有人认为IgM类RF的水平与RA的活动性无关;IgG 类RF与RA患者的关节滑膜炎、血管炎有关;IgA类RF与RA患者关节外症状有关;IgG类、IgA 类RF水平升高对进行性关节侵蚀有预测价值。

但对这些尚存在不同的看法。

6、抗链球菌“O”(ASO)参考区间≤250IU/ml如抗链球菌溶血素“O”效价增高至500IU/ml以上,表明病人在近期曾感染溶血性链球菌,常以协助诊断风湿热。

如多次测定,滴度逐步增高,对活动性风湿热或急性肾炎的诊断具有较大意义,阳性率约80%-85%;如滴度逐步下降,可认为是疾病的缓解期;如抗体恒定在高水平,多为非活动期。

一般链球菌感染后一周抗“O”即可升高,3-5周达高峰,第2月开始下降,6-12个月回复到感染前水平。

如抗“O”与抗透明质酸酶(AH)、抗链激酶、抗脱氧核糖核酸酶B和抗二磷酸腺苷酶其中一项联合应用,则可检出90%以上曾患过链球菌感染的病人。

有某些链球菌株在体内不产生抗“O”,或产生极少,所以抗“O”可不升高。

少数非溶血性链球菌感染性疾病,如病毒性肝炎、肾病综合征、结缔组织病、感染性心内膜炎、多发性骨髓瘤、结核病等抗“O”亦可升高。

必须注意,如有溶血、高胆固醇血症、黄疸和血清污染或长菌者,皆可使ASO增高。

7、血细胞沉降率(ESR)参考区间成年男性:0-15mm/h 成年女性:0-20mm/h血沉的改变缺乏特异性,故不能单独根据血沉的变化来诊断疾病,但对某些疾病的疗效观察和鉴别诊断有一定的参考价值。

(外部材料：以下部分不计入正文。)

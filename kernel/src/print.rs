// Print macros for kernel output. Everything funnels into the serial
// console; the VT layer is out of scope here.

#[macro_export]
macro_rules! kprint {
    ($($arg:tt)*) => ($crate::serial::_serial_print(format_args!($($arg)*)));
}

#[macro_export]
macro_rules! kprintln {
    () => ($crate::kprint!("\n"));
    ($($arg:tt)*) => ($crate::kprint!("{}\n", format_args!($($arg)*)));
}

#[macro_export]
macro_rules! serial_print {
    ($($arg:tt)*) => ($crate::serial::_serial_print(format_args!($($arg)*)));
}

#[macro_export]
macro_rules! serial_println {
    () => ($crate::serial_print!("\n"));
    ($($arg:tt)*) => ($crate::serial_print!("{}\n", format_args!($($arg)*)));
}
//! Build-time configuration and boot command-line options.

use core::sync::atomic::{AtomicBool, AtomicU32, Ordering};

/// Size of a page / physical frame.
pub const PAGE_SIZE: usize = 4096;
pub const PAGE_SHIFT: usize = 12;

/// Base of the kernel half: the linear (identity-shifted) mapping of RAM.
pub const KERNEL_BASE_VA: u64 = 0xFFFF_8000_0000_0000;

/// How much physical memory the linear mapping covers.
pub const LINEAR_MAPPING_MB: u64 = 1024;
pub const LINEAR_MAPPING_SIZE: u64 = LINEAR_MAPPING_MB * 1024 * 1024;
pub const LINEAR_MAPPING_END: u64 = KERNEL_BASE_VA + LINEAR_MAPPING_SIZE;

/// hi-vmem: virtual space above the linear mapping used for ad-hoc
/// reservations. Reserve/release only; never auto-mapped.
pub const HI_VMEM_SIZE: u64 = 128 * 1024 * 1024;
pub const HI_VMEM_END: u64 = LINEAR_MAPPING_END + HI_VMEM_SIZE;

/// User half layout. The original 32-bit layout, kept in the low canonical
/// half of the 64-bit address space.
pub const USER_BASE_VA: u64 = 0x0040_0000;
pub const USER_VMEM_END: u64 = 0xC000_0000;
pub const USER_STACK_PAGES: usize = 16;
pub const USER_STACK_TOP: u64 = 0xBFFF_F000;
pub const MAX_BRK: u64 = 0x8000_0000;
/// Base of the per-process mmap heap window.
pub const USER_MMAP_BASE: u64 = 0x8000_0000;
pub const USER_MMAP_SIZE: u64 = 0x1000_0000;

/// Legacy ISA DMA window: at most this much, within the first 16 MiB.
pub const MAX_DMA: u64 = 256 * 1024;
pub const DMA_LIMIT: u64 = 16 * 1024 * 1024;

/// kmalloc defaults.
pub const KMALLOC_MIN_BLOCK: usize = 32;
pub const KMALLOC_HEAPS_COUNT: usize = 32;
pub const KMALLOC_FIRST_HEAP_SIZE: usize = 8 * 1024 * 1024;

/// Kernel stacks: 4 pages, with an unmapped guard page on each side.
pub const KERNEL_STACK_PAGES: usize = 4;

/// Per-process limits.
pub const MAX_HANDLES: usize = 16;
pub const MAX_PID: u32 = 32768;

/// Timer tick rate.
pub const TIMER_HZ: u32 = 100;

/// Default scheduler quantum, in ticks.
pub const DEFAULT_TIME_SLICE_TICKS: u32 = 5;

/// Number of IRQ lines the dispatch layer tracks.
pub const MAX_IRQ_LINES: usize = 64;

// ---------------------------------------------------------------------------
// Boot command-line options
// ---------------------------------------------------------------------------

static OPT_SCHED_QUANTUM: AtomicU32 = AtomicU32::new(DEFAULT_TIME_SLICE_TICKS);
static OPT_NO_COW: AtomicBool = AtomicBool::new(cfg!(feature = "no-cow"));
static OPT_PANIC_REGS: AtomicBool = AtomicBool::new(false);

/// Parse the boot command line (`key=value` and bare flags, space separated).
///
/// Unknown options are ignored so newer bootloaders stay compatible.
pub fn parse_cmdline(cmdline: &str) {
    for tok in cmdline.split_whitespace() {
        if let Some(v) = tok.strip_prefix("sched_quantum=") {
            if let Ok(q) = v.parse::<u32>() {
                if q > 0 {
                    OPT_SCHED_QUANTUM.store(q, Ordering::Relaxed);
                }
            }
        } else if tok == "no_cow" {
            OPT_NO_COW.store(true, Ordering::Relaxed);
        } else if tok == "panic_regs" {
            OPT_PANIC_REGS.store(true, Ordering::Relaxed);
        }
    }
}

/// Scheduler quantum in ticks, after cmdline overrides.
#[inline]
pub fn sched_quantum() -> u32 {
    OPT_SCHED_QUANTUM.load(Ordering::Relaxed)
}

/// Whether fork must deep-copy instead of COW.
#[inline]
pub fn fork_no_cow() -> bool {
    OPT_NO_COW.load(Ordering::Relaxed)
}

/// Whether panic should dump the register frame.
#[inline]
pub fn panic_dump_regs() -> bool {
    OPT_PANIC_REGS.load(Ordering::Relaxed)
}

1、生理性变化新生儿因纤维蛋白原含量低,血沉较慢,12岁以下的儿童,由于生理性贫血,血沉略快。

老年人因纤维蛋白原含量逐渐增高,血沉常见增快。

妇女月经期血沉增快,可能与子宫内膜损伤及出血有关。

妊娠3个月以上血沉逐渐增快可达30mm/h或更高,持续到分娩后3周,如无并发症则逐渐恢复正常。

增快的原因可能与生理性贫血、纤维蛋白原含量升高、胎盘剥离、产伤等因素有关。